29 dic 2014

El Louvre se renueva con agilidad para no morir de éxito

Cuando en 1989 se inauguró la espectacular y rupturista pirámide de vidrio como entrada principal del Louvre, el museo más amplio y visitado del mundo sumaba 2,7 millones de visitantes anuales. Hoy los ha cuadriplicado hasta los 9,5 millones y las colas para entrar empiezan a ser un problema. Los responsables acaban de anunciar que remodelarán todo el acceso (sin tocar la pirámide) con un presupuesto de 53 millones de euros financiados por el propio museo, procedentes de los 965 millones que paga como franquicia la sucursal de nuevo rico en construcción en el emirato árabe de Abu Dhabi. La iniciativa ha sido del director desde el año 2013 del Louvre, Jean-Luc Martínez, historiador del arte nacido en París de padres
españoles. Al ser nombrado declaró: “Vengo de un ambiente modesto. Mi madre era portera y mi padre cartero. Lo debo todo a la escuela de la República”.
Siempre me ha parecido discutible la costumbre turística de "ir  de museos" inevitablemente al visitar una ciudad, como si formase parte insorteable del circuito establecido. Yo no lo hago. Generalmente solo vuelvo a los museos si tengo un motivo preciso y renovado, no por costumbre. Excepto al Louvre, el único al que regreso siempre, invariablemente, con motivo o sin él. El museo más importante del mundo por sus colecciones es un espectáculo en sí mismo y uno de los mejores paseos de la ciudad, al margen de las piezas eminentes que contiene y las exposiciones que organiza. Las piezas ya las conozco, pero el recorrido del Louvre se renueva continuamente con envidiable dinamismo. 
A primera hora de la mañana acudo a hacer la cola antes de que abra las puertas, cuando en verano recién clarea o en invierno aun es de noche y reina una temperatura impertinente, de modo que al entrar experimento una satisfacción ganada con un poco de esfuerzo y por lo tanto doblemente gratificante. Echo un vistazo de paso a la Victoria de Samotracia, la Venus de Milo y la Gioconda, pero me fijo más en las dos cosas del Louvre que me hacen volver: el ballet de los visitantes fascinados y, sobre todo, la vista al exterior que ofrecen las ventanas del antiguo palacio real.
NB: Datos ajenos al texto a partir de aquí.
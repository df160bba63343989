//! Task groups.
//!
//! A group collects a set of in-flight tasks so callers can wait on all of
//! them (`WaitAll`) or drain completions one at a time (`WaitAny`). Group
//! attributes are deliberately an empty builder: the reference runtime's
//! `mtapi_groupattr_set` recognizes zero attributes (always returns
//! `MTAPI_ERR_ATTR_NUM`), so there is nothing to expose here beyond API
//! symmetry with actions/queues/tasks.

use mtapi_core::MtapiError;
use std::collections::VecDeque;
use std::sync::atomic::{AtomicUsize, Ordering};
use std::sync::Mutex;

use crate::task::TaskHandle;

pub type GroupHandle = mtapi_core::Handle<Group>;

/// Intentionally empty: see module docs.
#[derive(Debug, Default, Clone, Copy)]
pub struct GroupAttributes;

impl GroupAttributes {
    pub fn new() -> Self {
        GroupAttributes
    }
}

struct Completion {
    task: TaskHandle,
    user_data: u64,
    outcome: Result<(), MtapiError>,
}

#[derive(Default)]
struct GroupState {
    completed: VecDeque<Completion>,
    /// First non-success status observed across the group's tasks, latched
    /// once (§9's "first-error-wins" decision for deterministic `WaitAll`).
    first_error: Option<MtapiError>,
}

pub struct Group {
    pub handle: GroupHandle,
    pending: AtomicUsize,
    state: Mutex<GroupState>,
}

impl Group {
    pub fn new(handle: GroupHandle) -> Self {
        Group {
            handle,
            pending: AtomicUsize::new(0),
            state: Mutex::new(GroupState::default()),
        }
    }

    pub fn task_added(&self) {
        self.pending.fetch_add(1, Ordering::AcqRel);
    }

    pub fn pending_count(&self) -> usize {
        self.pending.load(Ordering::Acquire)
    }

    /// Record a task's completion. The caller (`Node`) is responsible for
    /// waking anyone re-entrantly waiting on this group.
    pub fn task_completed(&self, task: TaskHandle, user_data: u64, outcome: Result<(), MtapiError>) {
        let mut state = self.state.lock().unwrap();
        if state.first_error.is_none() {
            if let Err(e) = outcome {
                state.first_error = Some(e);
            }
        }
        state.completed.push_back(Completion {
            task,
            user_data,
            outcome,
        });
        drop(state);
        self.pending.fetch_sub(1, Ordering::AcqRel);
    }

    /// Non-blocking pop of one completed task, if any is queued.
    pub fn pop_completed(&self) -> Option<(TaskHandle, u64, Result<(), MtapiError>)> {
        let mut state = self.state.lock().unwrap();
        state.completed.pop_front().map(|c| (c.task, c.user_data, c.outcome))
    }

    /// Clear the completion queue and return the first non-success status
    /// seen since the group was created, if any. Meant to be called once
    /// `pending_count()` has reached zero.
    pub fn drain_result(&self) -> Result<(), MtapiError> {
        let mut state = self.state.lock().unwrap();
        state.completed.clear();
        state.first_error.take().map_or(Ok(()), Err)
    }
}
Los ventanales asomados al aire libre de los jardines de las Tullerías son la obra de arte que más me conmueve de todo el museo. Los 200 millones de euros de presupuesto anual del Louvre (100 del Estado francés y 100 de ingresos propios y mecenazgo) incluyen el mantenimiento de los jardines de las Tullerías, que para mi son su pieza maestra. 
París no se han resignado a saldar la grandeur a la primera acometida de la moda norteamericana. Durante la década de los 70 se sacó de la manga el Centro Beaubourg y el complejo de los Halles, museo y galería comercial de nueva generación que era preciso haber recorrido para estar al día. La década socialista de los 80 y el largo mandato presidencial de Mitterrand hasta 1995 multiplicó aquella misma política, gracias a la fiebre constructora de nuevos monumentos destinada a salvar airosamente la impresión de déjà vu, con presupuestos de Estado para mantenerse como primera potencia de visitantes. 
Era necesario que cada uno encontrase nuevos puntos de atracción junto a la envejecida evocación de su bautismo parisino años atrás, vivido en las aguas del Sena como si fuesen las del Jordán. Todo el mundo había repetido ya muchas veces el trayecto maravillado a bordo de los bateau-mouche y tenía al Louvre muy visto. París ya no constituía una asignatura pendiente ni un descubrimiento. Dábamos la capital francesa por sabida y nos inclinábamos a otros descubrimientos. 
Hoy la novedad arrastra de nuevo hasta muchos atractivos parisinos renovados, aunque a la primera oportunidad algunos de aquellos viejos amantes escapemos de la cola como a escondidas para volver a recorrer el Jardín del Luxemburgo, pasear por los muelles del Sena, escuchar de noche nuestros pasos en la Place des Vosges y desayunar croissants chez Flore. También a París nos enseñaron que la nostalgia es un error.